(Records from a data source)
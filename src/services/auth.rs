// src/services/auth.rs

use bcrypt::{hash, verify};
use chrono::Utc;
use jsonwebtoken::{DecodingKey, EncodingKey, Header, Validation, decode, encode};

use crate::{
    common::error::AppError,
    db::UserRepository,
    models::{
        auth::{Claims, User},
        rbac::Role,
    },
};

#[derive(Clone)]
pub struct AuthService {
    user_repo: UserRepository,
    jwt_secret: String,
}

impl AuthService {
    pub fn new(user_repo: UserRepository, jwt_secret: String) -> Self {
        Self { user_repo, jwt_secret }
    }

    /// Criação de usuário pelo admin (não existe auto-registro público).
    pub async fn create_user(
        &self,
        email: &str,
        password: &str,
        full_name: &str,
        role: Role,
    ) -> Result<User, AppError> {
        // O hashing é pesado: roda fora do executor async
        let password_clone = password.to_owned();
        let hashed_password =
            tokio::task::spawn_blocking(move || hash(&password_clone, bcrypt::DEFAULT_COST))
                .await
                .map_err(|e| anyhow::anyhow!("Falha na task de hashing: {}", e))??;

        let user = self
            .user_repo
            .create_user(email, &hashed_password, full_name, role)
            .await?;

        tracing::info!(user_id = %user.id, role = user.role.as_str(), "usuário criado");
        Ok(user)
    }

    pub async fn login(&self, email: &str, password: &str) -> Result<(String, User), AppError> {
        let user = self
            .user_repo
            .find_by_email(email)
            .await?
            .ok_or(AppError::InvalidCredentials)?;

        if !user.is_active {
            return Err(AppError::InvalidCredentials);
        }

        let password_clone = password.to_owned();
        let password_hash_clone = user.password_hash.clone();

        // Executa a verificação em uma thread separada
        let is_password_valid =
            tokio::task::spawn_blocking(move || verify(&password_clone, &password_hash_clone))
                .await
                .map_err(|e| anyhow::anyhow!("Falha na task de verificação de senha: {}", e))??;

        if !is_password_valid {
            return Err(AppError::InvalidCredentials);
        }

        let token = self.create_token(&user)?;
        Ok((token, user))
    }

    /// Valida o token e recarrega o usuário: cargo rebaixado ou usuário
    /// desativado depois do login derruba o acesso na hora.
    pub async fn validate_token(&self, token: &str) -> Result<User, AppError> {
        let validation = Validation::default();
        let token_data = decode::<Claims>(
            token,
            &DecodingKey::from_secret(self.jwt_secret.as_ref()),
            &validation,
        )
        .map_err(|_| AppError::InvalidToken)?;

        let user = self
            .user_repo
            .find_by_id(token_data.claims.sub)
            .await?
            .ok_or(AppError::InvalidToken)?;

        if !user.is_active {
            return Err(AppError::InvalidToken);
        }

        Ok(user)
    }

    fn create_token(&self, user: &User) -> Result<String, AppError> {
        let now = Utc::now();
        let expires_at = now + chrono::Duration::days(7);

        let claims = Claims {
            sub: user.id,
            role: user.role,
            exp: expires_at.timestamp() as usize,
            iat: now.timestamp() as usize,
        };

        Ok(encode(
            &Header::default(),
            &claims,
            &EncodingKey::from_secret(self.jwt_secret.as_ref()),
        )?)
    }
}
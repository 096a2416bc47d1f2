// src/models/sales.rs

use chrono::{DateTime, NaiveDate, Utc};
use rust_decimal::Decimal;
use serde::{Deserialize, Serialize};
use utoipa::ToSchema;
use uuid::Uuid;
use validator::Validate;

// O que sai do banco (Tabela sales)
#[derive(Debug, Clone, Serialize, sqlx::FromRow, ToSchema)]
#[serde(rename_all = "camelCase")]
pub struct Sale {
    pub id: Uuid,
    pub product_id: Uuid,
    pub quantity: i32,
    pub unit_price: Decimal,
    pub total: Decimal,
    pub sold_by: Uuid,
    pub notes: Option<String>,
    pub sold_at: DateTime<Utc>,
}

// Venda com o nome do produto, para a listagem do admin
#[derive(Debug, Clone, Serialize, sqlx::FromRow, ToSchema)]
#[serde(rename_all = "camelCase")]
pub struct SaleWithProduct {
    pub id: Uuid,
    pub product_id: Uuid,
    pub product_name: String,
    pub quantity: i32,
    pub unit_price: Decimal,
    pub total: Decimal,
    pub sold_by: Uuid,
    pub notes: Option<String>,
    pub sold_at: DateTime<Utc>,
}

#[derive(Debug, Deserialize, Validate, ToSchema)]
#[serde(rename_all = "camelCase")]
pub struct RecordSalePayload {
    pub product_id: Uuid,

    #[validate(range(min = 1, message = "A quantidade deve ser maior que zero."))]
    pub quantity: i32,

    /// Se omitido, usa o preço de tabela do produto.
    pub unit_price: Option<Decimal>,

    pub notes: Option<String>,
}

#[derive(Debug, Default, Deserialize, utoipa::IntoParams)]
#[serde(rename_all = "camelCase")]
pub struct SalesFilter {
    /// Formato YYYY-MM-DD (inclusivo)
    pub from: Option<NaiveDate>,
    /// Formato YYYY-MM-DD (inclusivo)
    pub to: Option<NaiveDate>,
}

// ---
// Relatórios
// ---

#[derive(Debug, Serialize, ToSchema)]
#[serde(rename_all = "camelCase")]
pub struct ReportSummary {
    pub revenue_today: Decimal,
    pub sales_today: i64,
    pub low_stock_products: i64,
    pub pending_quotes: i64,
}

#[derive(Debug, Serialize, sqlx::FromRow, ToSchema)]
#[serde(rename_all = "camelCase")]
pub struct SalesChartEntry {
    pub date: Option<String>,
    pub total: Option<Decimal>,
}

#[derive(Debug, Serialize, sqlx::FromRow, ToSchema)]
#[serde(rename_all = "camelCase")]
pub struct TopProductEntry {
    pub product_name: String,
    pub total_quantity: Option<i64>,
    pub total_revenue: Option<Decimal>,
}
pub mod error;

Activity »
The answer must hold only the lines from the first line of the data through the line bearing "pub struct AuthService", returned exactly.

Answer box »
filename src/services/auth.rs
// src/services/auth.rs

use bcrypt::{hash, verify};
use chrono::Utc;
use jsonwebtoken::{DecodingKey, EncodingKey, Header, Validation, decode, encode};

use crate::{
    common::error::AppError,
    db::UserRepository,
    models::{
        auth::{Claims, User},
        rbac::Role,
    },
};

#[derive(Clone)]
pub struct AuthService {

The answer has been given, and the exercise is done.